- **Data under study**

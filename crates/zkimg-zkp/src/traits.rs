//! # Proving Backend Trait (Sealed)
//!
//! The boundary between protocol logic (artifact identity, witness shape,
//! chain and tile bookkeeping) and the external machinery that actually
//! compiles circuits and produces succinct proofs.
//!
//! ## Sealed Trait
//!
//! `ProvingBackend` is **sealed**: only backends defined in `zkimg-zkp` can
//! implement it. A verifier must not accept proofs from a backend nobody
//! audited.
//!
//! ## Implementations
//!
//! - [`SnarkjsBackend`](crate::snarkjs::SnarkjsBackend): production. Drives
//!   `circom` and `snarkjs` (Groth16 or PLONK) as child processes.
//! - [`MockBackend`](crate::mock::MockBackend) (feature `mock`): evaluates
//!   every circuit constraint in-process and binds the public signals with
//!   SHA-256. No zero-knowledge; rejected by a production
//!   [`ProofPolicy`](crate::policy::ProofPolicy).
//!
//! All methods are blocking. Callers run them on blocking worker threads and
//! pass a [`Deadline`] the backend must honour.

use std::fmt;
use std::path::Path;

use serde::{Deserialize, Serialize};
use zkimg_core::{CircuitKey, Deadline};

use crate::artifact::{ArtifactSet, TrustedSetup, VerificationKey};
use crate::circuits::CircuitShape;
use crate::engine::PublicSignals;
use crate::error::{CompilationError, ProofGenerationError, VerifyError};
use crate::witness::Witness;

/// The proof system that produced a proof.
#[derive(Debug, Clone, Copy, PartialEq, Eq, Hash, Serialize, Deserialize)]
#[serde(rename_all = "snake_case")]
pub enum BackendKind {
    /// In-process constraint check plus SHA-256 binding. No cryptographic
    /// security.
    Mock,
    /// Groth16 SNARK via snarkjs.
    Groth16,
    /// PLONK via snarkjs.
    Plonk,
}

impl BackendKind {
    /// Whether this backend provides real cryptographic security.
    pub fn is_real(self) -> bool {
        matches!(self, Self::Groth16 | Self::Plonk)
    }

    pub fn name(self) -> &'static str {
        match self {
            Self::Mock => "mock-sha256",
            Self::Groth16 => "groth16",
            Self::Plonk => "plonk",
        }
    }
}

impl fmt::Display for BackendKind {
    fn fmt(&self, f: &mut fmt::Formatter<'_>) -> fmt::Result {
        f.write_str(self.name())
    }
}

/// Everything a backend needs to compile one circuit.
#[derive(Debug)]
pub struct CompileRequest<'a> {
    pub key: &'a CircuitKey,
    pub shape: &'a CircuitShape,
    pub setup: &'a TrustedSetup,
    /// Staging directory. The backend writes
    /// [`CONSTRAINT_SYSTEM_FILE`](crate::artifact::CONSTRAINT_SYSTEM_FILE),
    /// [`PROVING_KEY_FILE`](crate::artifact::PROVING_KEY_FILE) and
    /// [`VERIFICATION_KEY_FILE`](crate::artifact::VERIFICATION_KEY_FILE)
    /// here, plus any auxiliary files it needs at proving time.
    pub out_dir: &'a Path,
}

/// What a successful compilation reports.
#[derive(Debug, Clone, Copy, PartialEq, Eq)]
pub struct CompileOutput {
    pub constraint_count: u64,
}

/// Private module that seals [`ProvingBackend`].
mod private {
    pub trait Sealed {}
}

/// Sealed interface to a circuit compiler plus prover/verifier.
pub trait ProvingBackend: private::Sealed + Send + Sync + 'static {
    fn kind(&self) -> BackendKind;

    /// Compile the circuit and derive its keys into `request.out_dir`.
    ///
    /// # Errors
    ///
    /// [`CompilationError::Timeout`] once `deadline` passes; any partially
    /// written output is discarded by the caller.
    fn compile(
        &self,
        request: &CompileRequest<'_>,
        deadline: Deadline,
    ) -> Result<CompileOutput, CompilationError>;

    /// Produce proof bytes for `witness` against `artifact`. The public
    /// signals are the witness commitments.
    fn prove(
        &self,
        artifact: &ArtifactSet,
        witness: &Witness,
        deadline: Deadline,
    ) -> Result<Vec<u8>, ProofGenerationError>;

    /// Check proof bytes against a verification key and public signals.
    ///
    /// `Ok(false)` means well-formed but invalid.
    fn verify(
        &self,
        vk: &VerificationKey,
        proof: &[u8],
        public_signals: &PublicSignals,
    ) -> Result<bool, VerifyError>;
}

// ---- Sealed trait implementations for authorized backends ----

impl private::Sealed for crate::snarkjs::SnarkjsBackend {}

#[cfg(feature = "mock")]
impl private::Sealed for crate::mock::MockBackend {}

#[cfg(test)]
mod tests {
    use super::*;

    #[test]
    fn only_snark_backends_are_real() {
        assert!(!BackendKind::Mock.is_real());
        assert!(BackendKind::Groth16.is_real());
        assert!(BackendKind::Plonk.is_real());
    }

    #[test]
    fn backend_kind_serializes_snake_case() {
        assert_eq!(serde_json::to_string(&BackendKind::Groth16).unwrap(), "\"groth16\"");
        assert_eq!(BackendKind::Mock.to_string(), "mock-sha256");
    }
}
--
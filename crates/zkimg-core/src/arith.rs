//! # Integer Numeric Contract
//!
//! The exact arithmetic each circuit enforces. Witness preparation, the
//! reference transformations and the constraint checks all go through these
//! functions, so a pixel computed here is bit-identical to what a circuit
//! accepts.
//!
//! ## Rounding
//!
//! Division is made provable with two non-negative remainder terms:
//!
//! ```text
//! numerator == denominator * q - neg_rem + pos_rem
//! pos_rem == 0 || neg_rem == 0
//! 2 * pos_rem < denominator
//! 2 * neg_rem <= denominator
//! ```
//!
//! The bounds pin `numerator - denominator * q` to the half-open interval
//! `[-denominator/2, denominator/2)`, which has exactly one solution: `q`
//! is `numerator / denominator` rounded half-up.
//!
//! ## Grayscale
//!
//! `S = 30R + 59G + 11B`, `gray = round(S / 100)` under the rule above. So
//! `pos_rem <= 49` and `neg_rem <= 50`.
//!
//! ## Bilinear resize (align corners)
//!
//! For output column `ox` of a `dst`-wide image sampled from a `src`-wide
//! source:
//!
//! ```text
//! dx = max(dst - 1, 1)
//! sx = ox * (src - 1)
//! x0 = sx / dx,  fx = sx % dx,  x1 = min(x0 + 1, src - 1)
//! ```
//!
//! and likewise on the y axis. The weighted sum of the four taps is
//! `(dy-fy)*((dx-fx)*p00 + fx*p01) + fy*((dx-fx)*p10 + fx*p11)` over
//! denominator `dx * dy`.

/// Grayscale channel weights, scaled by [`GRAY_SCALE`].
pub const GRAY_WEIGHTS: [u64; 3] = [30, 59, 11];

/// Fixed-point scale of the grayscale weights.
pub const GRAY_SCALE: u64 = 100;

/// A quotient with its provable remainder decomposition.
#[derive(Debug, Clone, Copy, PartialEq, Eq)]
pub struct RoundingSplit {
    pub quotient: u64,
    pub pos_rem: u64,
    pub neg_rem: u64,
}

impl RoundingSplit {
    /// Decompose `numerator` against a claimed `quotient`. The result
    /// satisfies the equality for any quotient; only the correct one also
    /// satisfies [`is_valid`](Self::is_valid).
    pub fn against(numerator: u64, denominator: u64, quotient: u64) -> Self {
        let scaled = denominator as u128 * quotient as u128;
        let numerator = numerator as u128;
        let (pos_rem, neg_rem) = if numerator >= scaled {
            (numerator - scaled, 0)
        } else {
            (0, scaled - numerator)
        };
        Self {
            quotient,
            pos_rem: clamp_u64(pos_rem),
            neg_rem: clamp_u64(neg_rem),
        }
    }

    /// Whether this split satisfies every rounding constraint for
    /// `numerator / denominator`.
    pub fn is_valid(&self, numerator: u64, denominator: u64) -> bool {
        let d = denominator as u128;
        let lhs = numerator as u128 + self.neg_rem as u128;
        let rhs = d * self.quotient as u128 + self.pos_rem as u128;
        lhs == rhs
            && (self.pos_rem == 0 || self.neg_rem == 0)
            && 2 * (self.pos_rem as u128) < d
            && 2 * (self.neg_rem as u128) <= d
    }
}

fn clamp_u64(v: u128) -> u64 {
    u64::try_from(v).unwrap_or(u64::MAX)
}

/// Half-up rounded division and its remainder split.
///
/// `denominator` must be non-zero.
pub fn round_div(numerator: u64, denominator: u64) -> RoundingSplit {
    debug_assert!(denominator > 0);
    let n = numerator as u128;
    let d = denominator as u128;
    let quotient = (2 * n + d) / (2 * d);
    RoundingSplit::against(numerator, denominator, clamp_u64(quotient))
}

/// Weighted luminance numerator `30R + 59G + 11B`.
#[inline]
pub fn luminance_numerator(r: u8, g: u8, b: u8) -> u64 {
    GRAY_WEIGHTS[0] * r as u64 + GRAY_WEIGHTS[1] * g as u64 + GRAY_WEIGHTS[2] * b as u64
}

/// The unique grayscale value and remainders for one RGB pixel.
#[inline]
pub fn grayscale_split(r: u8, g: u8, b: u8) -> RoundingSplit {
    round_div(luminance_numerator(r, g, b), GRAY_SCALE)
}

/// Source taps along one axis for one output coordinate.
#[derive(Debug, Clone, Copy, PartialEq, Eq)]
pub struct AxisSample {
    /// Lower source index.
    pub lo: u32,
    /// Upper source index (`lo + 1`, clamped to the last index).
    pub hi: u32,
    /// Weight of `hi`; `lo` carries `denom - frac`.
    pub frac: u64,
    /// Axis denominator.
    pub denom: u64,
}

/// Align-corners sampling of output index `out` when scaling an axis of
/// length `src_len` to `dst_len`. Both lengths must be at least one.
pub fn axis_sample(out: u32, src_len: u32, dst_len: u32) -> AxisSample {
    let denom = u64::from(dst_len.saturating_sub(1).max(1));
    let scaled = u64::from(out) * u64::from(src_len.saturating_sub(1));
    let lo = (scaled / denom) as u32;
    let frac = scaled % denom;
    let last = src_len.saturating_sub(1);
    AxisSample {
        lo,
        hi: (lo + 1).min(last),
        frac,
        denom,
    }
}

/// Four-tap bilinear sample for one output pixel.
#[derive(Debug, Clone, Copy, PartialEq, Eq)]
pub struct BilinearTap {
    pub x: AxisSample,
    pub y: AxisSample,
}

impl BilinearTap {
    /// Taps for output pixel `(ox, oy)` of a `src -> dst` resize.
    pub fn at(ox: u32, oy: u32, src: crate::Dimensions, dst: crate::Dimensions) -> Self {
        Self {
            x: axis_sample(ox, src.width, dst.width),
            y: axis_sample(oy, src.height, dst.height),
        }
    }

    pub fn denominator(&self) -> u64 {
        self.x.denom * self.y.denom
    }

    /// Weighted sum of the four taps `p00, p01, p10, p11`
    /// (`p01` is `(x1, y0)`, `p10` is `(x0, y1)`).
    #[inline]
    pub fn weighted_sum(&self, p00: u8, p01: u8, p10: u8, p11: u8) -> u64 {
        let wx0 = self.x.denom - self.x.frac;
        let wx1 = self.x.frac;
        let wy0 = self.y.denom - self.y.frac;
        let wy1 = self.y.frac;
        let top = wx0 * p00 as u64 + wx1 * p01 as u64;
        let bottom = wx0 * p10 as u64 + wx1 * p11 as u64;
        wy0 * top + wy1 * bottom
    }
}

- **Instructions for the task**
Check every line of the records above for the string "needs". Copy those that hold it.

- **Output**
/// Everything a backend needs to compile one circuit.
    /// here, plus any auxiliary files it needs at proving time.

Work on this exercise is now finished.